Occasionally I can hear the solitude of water speak, but mostly
I search for small boats between our islands

on the subway heading east two curly heads brush too close
under old summer festival advertisements,

on the street corner a little girl in a knit sweater and
blue wool bobble hat stops to stroke a stranger’s cat,

on the kitchen table a scrawled note I’ll let you know
how today plays out—

ii.

This week,
is it any different from so many others?
I prepare jalapeno pinto beans, cilantro-lime rice, slice avocado.
It’s the right time of year to notice tulip buds breaking surfaces
of mud born from frozen soil and sun, to hold coffee, wander
the bowing boardwalk slats. On the beach a girl plays catch
with her dog. By the sand someone set up towering wind chimes.
They tremor a song.

This week, between us is the difference.
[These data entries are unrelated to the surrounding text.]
//! Named bit-fields inside a 32-bit word.

use crate::error::{BitError, BitResult};

/// Number of bits in the packed word.
pub const WORD_BITS: u8 = 32;

/// A contiguous run of `width` bits starting at bit `shift` of a `u32`.
///
/// Fields are described by explicit shift/width pairs rather than by struct
/// layout, so the packed representation is identical on every target.
#[derive(Debug, Clone, Copy, PartialEq, Eq, Hash)]
pub struct BitField {
    shift: u8,
    width: u8,
}

impl BitField {
    /// Describes a field of `width` bits starting at bit `shift`.
    #[must_use]
    pub const fn new(shift: u8, width: u8) -> Self {
        Self { shift, width }
    }

    /// Returns the position of the lowest bit.
    #[must_use]
    pub const fn shift(self) -> u8 {
        self.shift
    }

    /// Returns the number of bits.
    #[must_use]
    pub const fn width(self) -> u8 {
        self.width
    }

    /// Returns `true` if the field lies entirely inside a 32-bit word.
    #[must_use]
    pub const fn is_valid(self) -> bool {
        self.width > 0 && self.shift as u16 + self.width as u16 <= WORD_BITS as u16
    }

    /// Returns the unshifted mask (`width` low bits set).
    #[must_use]
    pub const fn mask(self) -> u32 {
        if self.width >= WORD_BITS {
            u32::MAX
        } else {
            (1u32 << self.width) - 1
        }
    }

    /// Returns the largest value the field can hold.
    #[must_use]
    pub const fn max_value(self) -> u32 {
        self.mask()
    }

    /// Returns `true` if `value` fits in the field without truncation.
    #[must_use]
    pub const fn fits(self, value: u32) -> bool {
        value & !self.mask() == 0
    }

    /// Places `value` into the field of `word`, truncating to the field width.
    ///
    /// Bits of `word` outside the field are preserved. The field must be
    /// [valid](Self::is_valid).
    #[must_use]
    pub const fn insert(self, word: u32, value: u32) -> u32 {
        let mask = self.mask();
        let shift = self.shift as u32;
        (word & !mask.wrapping_shl(shift)) | (value & mask).wrapping_shl(shift)
    }

    /// Places `value` into the field of `word`, rejecting values that would be
    /// truncated.
    ///
    /// # Errors
    ///
    /// Returns [`BitError::FieldOverflow`] if `value` is wider than the field
    /// or the field does not lie inside a 32-bit word.
    pub fn checked_insert(self, word: u32, value: u32) -> BitResult<u32> {
        if self.is_valid() && self.fits(value) {
            Ok(self.insert(word, value))
        } else {
            Err(BitError::FieldOverflow { field: self, value })
        }
    }

    /// Reads the field out of `word`.
    #[must_use]
    pub const fn extract(self, word: u32) -> u32 {
        word.wrapping_shr(self.shift as u32) & self.mask()
    }
}
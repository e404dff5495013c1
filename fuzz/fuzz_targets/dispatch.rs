#![no_main]

use std::sync::Arc;

use libfuzzer_sys::fuzz_target;
use registry::{Descriptor, Sensor, SensorRegistry};
use server::{dispatch, sensor_models, BufferedTransport, MessageContext, Model};
use wire::Limits;

fuzz_target!(|data: &[u8]| {
    let registry = SensorRegistry::builder()
        .sensor(Sensor::new(0x0056, Descriptor::new(10, 10, 1, 5, 2)))
        .sensor(Sensor::new(0x004E, Descriptor::new(0x0FFF, 0x0FFF, 0xFF, 0xFF, 0xFF)))
        .build();
    let Ok(registry) = registry else {
        return;
    };
    let (srv, setup) = sensor_models(Arc::new(registry));
    let limits = Limits::default();
    let ctx = MessageContext::new(0, 0, 0x0001);

    for model in [&srv as &dyn Model, &setup] {
        let mut transport = BufferedTransport::new(limits.clone());
        let _ = dispatch(model, &ctx, data, &limits, &mut transport);
        for sent in transport.sent() {
            assert!(sent.message.has_mic_room());
            assert!(sent.message.len() <= limits.max_message_bytes);
        }
    }
});
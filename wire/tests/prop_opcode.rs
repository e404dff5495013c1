use bitstream::{ByteReader, ByteWriter};
use proptest::prelude::*;
use wire::{decode_message, DecodeError, Limits, MessageBuilder, Opcode};

fn opcode_strategy() -> impl Strategy<Value = Opcode> {
    prop_oneof![
        (0u8..0x7F).prop_map(Opcode::one),
        (any::<u8>(), any::<u8>()).prop_map(|(b0, b1)| Opcode::two(b0, b1)),
        (any::<u8>(), any::<u16>()).prop_map(|(b0, company)| Opcode::vendor(b0, company)),
    ]
}

proptest! {
    #[test]
    fn prop_opcode_roundtrip(opcode in opcode_strategy()) {
        let mut writer = ByteWriter::with_capacity(3);
        opcode.encode(&mut writer).unwrap();
        let bytes = writer.finish();
        prop_assert_eq!(bytes.len(), opcode.encoded_len());

        let mut reader = ByteReader::new(&bytes);
        prop_assert_eq!(Opcode::decode(&mut reader).unwrap(), opcode);
    }

    #[test]
    fn prop_message_payload_preserved(
        opcode in opcode_strategy(),
        payload in prop::collection::vec(any::<u8>(), 0..48),
    ) {
        let mut builder = MessageBuilder::new(opcode, payload.len()).unwrap();
        builder.payload().write_bytes(&payload).unwrap();
        let out = builder.finish();
        prop_assert!(out.has_mic_room());

        let msg = decode_message(out.as_bytes(), &Limits::default()).unwrap();
        prop_assert_eq!(msg.opcode, opcode);
        prop_assert_eq!(msg.payload, payload.as_slice());
    }

    #[test]
    fn prop_decode_never_panics(bytes in prop::collection::vec(any::<u8>(), 0..16)) {
        match decode_message(&bytes, &Limits::default()) {
            Ok(msg) => {
                prop_assert_eq!(msg.opcode.encoded_len() + msg.payload.len(), bytes.len());
            }
            Err(err) => {
                let framing_error = matches!(
                    err,
                    DecodeError::EmptyMessage
                        | DecodeError::ReservedOpcode { .. }
                        | DecodeError::TruncatedOpcode { .. }
                );
                prop_assert!(framing_error, "unexpected decode error {:?}", err);
            }
        }
    }
}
As yet unaffected bodies
keep our distance. Us, a reincarnated word. Love keeps us apart.
Untouched but unsettled. Still arriving

in the odd silence. This week, meals prepared, eaten alone. I walk, notice
the tiny vessels of green. The stranger throwing her ball. The empty cafe.
A husk of a lullaby. Your face, your voice on the other end of a line,
wherever you are kept. You said Can I call you

You, speaking
to somewhere text alone can’t reach,
but these scrappy words, they do try.